[Records excerpted from a collection]
=======

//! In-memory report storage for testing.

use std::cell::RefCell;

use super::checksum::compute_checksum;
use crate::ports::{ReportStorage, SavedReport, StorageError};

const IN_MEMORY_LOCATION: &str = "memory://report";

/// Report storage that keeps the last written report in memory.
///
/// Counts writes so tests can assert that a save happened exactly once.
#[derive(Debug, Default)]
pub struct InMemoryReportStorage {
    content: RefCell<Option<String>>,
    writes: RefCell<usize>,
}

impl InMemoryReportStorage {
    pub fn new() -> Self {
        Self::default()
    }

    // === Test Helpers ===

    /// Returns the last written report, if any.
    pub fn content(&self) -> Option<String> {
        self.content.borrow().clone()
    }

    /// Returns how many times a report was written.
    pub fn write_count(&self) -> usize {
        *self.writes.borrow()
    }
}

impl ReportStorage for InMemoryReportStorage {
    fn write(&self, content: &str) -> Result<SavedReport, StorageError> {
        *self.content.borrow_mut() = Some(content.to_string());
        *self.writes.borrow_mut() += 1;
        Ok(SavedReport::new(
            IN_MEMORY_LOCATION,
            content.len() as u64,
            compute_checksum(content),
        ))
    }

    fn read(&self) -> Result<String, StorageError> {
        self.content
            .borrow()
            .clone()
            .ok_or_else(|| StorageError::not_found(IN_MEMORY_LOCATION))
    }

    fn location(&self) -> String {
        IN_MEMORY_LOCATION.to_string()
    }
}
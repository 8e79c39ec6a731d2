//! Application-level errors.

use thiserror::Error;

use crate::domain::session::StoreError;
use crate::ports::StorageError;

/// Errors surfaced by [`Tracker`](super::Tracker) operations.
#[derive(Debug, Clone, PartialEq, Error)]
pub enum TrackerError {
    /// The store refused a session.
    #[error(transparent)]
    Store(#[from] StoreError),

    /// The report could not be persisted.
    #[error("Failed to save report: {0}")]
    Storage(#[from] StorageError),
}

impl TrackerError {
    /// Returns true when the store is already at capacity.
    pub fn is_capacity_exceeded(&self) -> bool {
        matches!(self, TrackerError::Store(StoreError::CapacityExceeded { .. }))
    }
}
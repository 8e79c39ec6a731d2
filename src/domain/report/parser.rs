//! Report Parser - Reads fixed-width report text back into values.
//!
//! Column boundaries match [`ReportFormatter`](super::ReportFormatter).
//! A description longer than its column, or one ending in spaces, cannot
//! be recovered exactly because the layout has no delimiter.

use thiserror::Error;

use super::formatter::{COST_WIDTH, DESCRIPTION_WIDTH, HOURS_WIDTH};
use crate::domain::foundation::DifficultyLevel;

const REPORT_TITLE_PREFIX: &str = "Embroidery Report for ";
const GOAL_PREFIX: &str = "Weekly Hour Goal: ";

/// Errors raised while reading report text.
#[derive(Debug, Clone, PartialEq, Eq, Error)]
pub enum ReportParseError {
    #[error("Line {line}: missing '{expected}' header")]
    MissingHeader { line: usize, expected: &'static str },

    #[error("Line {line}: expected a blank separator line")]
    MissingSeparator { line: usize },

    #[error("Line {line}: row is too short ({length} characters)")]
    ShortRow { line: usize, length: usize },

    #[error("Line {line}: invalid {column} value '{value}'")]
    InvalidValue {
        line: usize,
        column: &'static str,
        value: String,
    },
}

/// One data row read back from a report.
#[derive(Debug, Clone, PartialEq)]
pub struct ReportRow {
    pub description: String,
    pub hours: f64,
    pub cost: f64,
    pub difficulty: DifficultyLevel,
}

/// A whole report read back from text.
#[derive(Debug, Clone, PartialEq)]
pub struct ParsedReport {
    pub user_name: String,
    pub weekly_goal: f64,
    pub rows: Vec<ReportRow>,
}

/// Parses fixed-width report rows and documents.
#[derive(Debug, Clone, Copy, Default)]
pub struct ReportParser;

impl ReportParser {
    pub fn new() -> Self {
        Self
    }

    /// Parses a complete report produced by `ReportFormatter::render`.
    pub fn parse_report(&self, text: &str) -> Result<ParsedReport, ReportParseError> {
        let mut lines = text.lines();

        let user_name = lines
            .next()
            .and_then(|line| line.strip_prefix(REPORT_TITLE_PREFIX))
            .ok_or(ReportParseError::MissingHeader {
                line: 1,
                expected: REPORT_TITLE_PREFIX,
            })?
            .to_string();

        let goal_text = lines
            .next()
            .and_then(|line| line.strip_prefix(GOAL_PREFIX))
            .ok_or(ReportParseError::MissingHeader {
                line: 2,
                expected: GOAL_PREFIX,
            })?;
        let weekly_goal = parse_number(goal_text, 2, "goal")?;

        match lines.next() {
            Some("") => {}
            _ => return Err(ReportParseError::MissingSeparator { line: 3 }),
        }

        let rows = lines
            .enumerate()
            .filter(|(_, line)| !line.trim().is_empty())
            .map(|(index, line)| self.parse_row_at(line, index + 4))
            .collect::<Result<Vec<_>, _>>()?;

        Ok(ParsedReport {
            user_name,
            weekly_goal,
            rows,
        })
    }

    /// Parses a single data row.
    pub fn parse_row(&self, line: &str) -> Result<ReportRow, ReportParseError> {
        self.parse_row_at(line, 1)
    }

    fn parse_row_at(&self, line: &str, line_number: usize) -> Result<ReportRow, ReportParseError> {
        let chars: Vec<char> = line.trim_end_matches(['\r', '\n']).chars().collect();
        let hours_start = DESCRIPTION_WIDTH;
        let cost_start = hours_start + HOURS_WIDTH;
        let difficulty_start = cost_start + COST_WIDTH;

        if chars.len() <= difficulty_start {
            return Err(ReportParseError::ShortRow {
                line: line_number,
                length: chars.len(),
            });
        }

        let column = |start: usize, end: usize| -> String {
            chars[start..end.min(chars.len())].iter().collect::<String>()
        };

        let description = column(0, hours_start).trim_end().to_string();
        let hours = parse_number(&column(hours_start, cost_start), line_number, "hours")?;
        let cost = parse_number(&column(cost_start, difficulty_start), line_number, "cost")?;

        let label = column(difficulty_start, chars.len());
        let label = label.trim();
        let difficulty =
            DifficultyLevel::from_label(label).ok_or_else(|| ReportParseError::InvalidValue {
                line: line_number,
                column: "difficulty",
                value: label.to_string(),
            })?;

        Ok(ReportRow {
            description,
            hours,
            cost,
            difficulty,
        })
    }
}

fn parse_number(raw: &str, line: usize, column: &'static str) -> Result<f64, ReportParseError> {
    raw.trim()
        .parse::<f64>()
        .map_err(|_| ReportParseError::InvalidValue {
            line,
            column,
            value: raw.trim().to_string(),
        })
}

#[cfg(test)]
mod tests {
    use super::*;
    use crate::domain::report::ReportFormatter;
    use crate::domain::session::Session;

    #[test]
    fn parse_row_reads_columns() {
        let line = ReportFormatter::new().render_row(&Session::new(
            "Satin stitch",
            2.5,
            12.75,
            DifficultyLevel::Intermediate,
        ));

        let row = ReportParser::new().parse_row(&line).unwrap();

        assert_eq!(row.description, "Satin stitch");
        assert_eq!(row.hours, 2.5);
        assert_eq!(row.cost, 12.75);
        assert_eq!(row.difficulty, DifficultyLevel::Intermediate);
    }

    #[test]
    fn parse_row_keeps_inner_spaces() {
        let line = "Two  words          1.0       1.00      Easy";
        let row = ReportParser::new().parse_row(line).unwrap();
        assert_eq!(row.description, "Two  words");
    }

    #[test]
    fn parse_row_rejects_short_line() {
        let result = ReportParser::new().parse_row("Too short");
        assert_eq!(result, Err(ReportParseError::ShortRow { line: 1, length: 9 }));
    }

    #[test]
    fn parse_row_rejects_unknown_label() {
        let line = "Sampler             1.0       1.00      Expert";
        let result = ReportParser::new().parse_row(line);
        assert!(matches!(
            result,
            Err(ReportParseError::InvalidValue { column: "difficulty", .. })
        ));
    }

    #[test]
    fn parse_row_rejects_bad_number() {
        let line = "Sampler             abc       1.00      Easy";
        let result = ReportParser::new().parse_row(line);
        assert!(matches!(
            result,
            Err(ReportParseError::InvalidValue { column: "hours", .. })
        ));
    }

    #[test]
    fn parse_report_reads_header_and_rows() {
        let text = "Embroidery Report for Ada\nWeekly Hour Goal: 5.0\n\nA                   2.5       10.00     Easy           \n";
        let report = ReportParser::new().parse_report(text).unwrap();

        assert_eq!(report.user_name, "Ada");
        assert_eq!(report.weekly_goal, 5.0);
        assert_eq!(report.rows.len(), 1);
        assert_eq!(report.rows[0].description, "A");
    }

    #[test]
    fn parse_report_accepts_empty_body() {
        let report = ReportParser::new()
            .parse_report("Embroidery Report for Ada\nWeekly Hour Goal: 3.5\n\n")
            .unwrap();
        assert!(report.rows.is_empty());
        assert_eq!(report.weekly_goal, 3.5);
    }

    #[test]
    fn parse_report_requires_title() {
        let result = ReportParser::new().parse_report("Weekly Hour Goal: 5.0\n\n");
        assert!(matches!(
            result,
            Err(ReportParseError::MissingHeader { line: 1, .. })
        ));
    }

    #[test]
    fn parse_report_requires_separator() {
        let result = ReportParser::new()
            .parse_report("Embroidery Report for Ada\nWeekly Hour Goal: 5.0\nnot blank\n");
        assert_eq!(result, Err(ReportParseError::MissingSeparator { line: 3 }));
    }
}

=======

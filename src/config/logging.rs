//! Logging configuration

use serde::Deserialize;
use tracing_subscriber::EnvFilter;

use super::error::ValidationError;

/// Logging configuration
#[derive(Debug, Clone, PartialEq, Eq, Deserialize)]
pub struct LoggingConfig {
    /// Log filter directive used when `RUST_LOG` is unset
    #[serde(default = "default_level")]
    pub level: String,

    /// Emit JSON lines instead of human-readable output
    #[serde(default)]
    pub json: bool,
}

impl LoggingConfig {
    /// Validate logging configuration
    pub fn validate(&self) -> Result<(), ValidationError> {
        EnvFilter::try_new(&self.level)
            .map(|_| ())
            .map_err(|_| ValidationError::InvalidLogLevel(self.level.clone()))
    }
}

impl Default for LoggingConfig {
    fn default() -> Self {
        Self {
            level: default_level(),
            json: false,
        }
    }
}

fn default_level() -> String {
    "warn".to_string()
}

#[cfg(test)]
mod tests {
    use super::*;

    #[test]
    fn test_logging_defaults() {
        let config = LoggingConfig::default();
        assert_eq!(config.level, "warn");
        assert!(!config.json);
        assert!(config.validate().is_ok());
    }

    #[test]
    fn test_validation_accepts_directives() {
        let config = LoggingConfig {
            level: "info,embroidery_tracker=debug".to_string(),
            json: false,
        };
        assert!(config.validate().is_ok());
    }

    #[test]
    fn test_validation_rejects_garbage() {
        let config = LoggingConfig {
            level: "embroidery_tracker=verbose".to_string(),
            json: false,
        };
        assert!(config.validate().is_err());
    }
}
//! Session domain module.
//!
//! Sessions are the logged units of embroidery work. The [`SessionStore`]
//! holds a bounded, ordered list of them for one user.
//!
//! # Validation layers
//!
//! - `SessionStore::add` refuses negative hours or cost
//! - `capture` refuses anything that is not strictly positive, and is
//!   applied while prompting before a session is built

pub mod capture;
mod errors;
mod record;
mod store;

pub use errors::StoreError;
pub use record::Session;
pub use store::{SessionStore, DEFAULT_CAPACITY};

=======

• What you will do: Looking at the data above, write out exactly the lines that start at the one containing "storage for testing." and end at the one containing "already at capacity."; include both and nothing beyond.

• Exercise response:
//! In-memory report storage for testing.

use std::cell::RefCell;

use super::checksum::compute_checksum;
use crate::ports::{ReportStorage, SavedReport, StorageError};

const IN_MEMORY_LOCATION: &str = "memory://report";

/// Report storage that keeps the last written report in memory.
///
/// Counts writes so tests can assert that a save happened exactly once.
#[derive(Debug, Default)]
pub struct InMemoryReportStorage {
    content: RefCell<Option<String>>,
    writes: RefCell<usize>,
}

impl InMemoryReportStorage {
    pub fn new() -> Self {
        Self::default()
    }

    // === Test Helpers ===

    /// Returns the last written report, if any.
    pub fn content(&self) -> Option<String> {
        self.content.borrow().clone()
    }

    /// Returns how many times a report was written.
    pub fn write_count(&self) -> usize {
        *self.writes.borrow()
    }
}

impl ReportStorage for InMemoryReportStorage {
    fn write(&self, content: &str) -> Result<SavedReport, StorageError> {
        *self.content.borrow_mut() = Some(content.to_string());
        *self.writes.borrow_mut() += 1;
        Ok(SavedReport::new(
            IN_MEMORY_LOCATION,
            content.len() as u64,
            compute_checksum(content),
        ))
    }

    fn read(&self) -> Result<String, StorageError> {
        self.content
            .borrow()
            .clone()
            .ok_or_else(|| StorageError::not_found(IN_MEMORY_LOCATION))
    }

    fn location(&self) -> String {
        IN_MEMORY_LOCATION.to_string()
    }
}
repository 8e79c39ec6a731d2
//! Application-level errors.

use thiserror::Error;

use crate::domain::session::StoreError;
use crate::ports::StorageError;

/// Errors surfaced by [`Tracker`](super::Tracker) operations.
#[derive(Debug, Clone, PartialEq, Error)]
pub enum TrackerError {
    /// The store refused a session.
    #[error(transparent)]
    Store(#[from] StoreError),

    /// The report could not be persisted.
    #[error("Failed to save report: {0}")]
    Storage(#[from] StorageError),
}

impl TrackerError {
    /// Returns true when the store is already at capacity.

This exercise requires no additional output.